Records from a collection
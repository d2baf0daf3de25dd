use dioxus::prelude::*;

use crate::session::{use_session, LogoutButton};
use crate::Icon;
use crate::icons::{FaHouse, FaUser, FaUsers};

/// Top navigation bar.
///
/// Profile points at the login page for anonymous visitors. Manage Users is
/// only offered to staff once the account is known, Logout only to
/// logged-in visitors.
#[component]
pub fn Header(#[props(default = "Tutoring".to_string())] title: String) -> Element {
    let session = use_session();
    let logged_in = session.is_logged_in();
    let admin = session.shows_admin_link();
    let profile_target = if logged_in { "/profile" } else { "/login" };

    rsx! {
        header {
            class: "navbar",
            span { class: "navbar-brand", "{title}" }
            nav {
                class: "navbar-links",
                Link {
                    class: "navbar-link",
                    to: "/announcements",
                    Icon { icon: FaHouse, width: 14, height: 14 }
                    span { "Home" }
                }
                Link {
                    class: "navbar-link",
                    to: profile_target,
                    Icon { icon: FaUser, width: 14, height: 14 }
                    span { "Profile" }
                }
                if admin {
                    Link {
                        class: "navbar-link",
                        to: "/users",
                        Icon { icon: FaUsers, width: 14, height: 14 }
                        span { "Manage Users" }
                    }
                }
                if logged_in {
                    LogoutButton { class: "navbar-link navbar-button" }
                }
            }
        }
    }
}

__WHAT YOU SHOULD DO__: Report each line of the records that holds the word "login".

__WRITTEN RESPONSE__:
/// Profile points at the login page for anonymous visitors. Manage Users is
    let profile_target = if logged_in { "/profile" } else { "/login" };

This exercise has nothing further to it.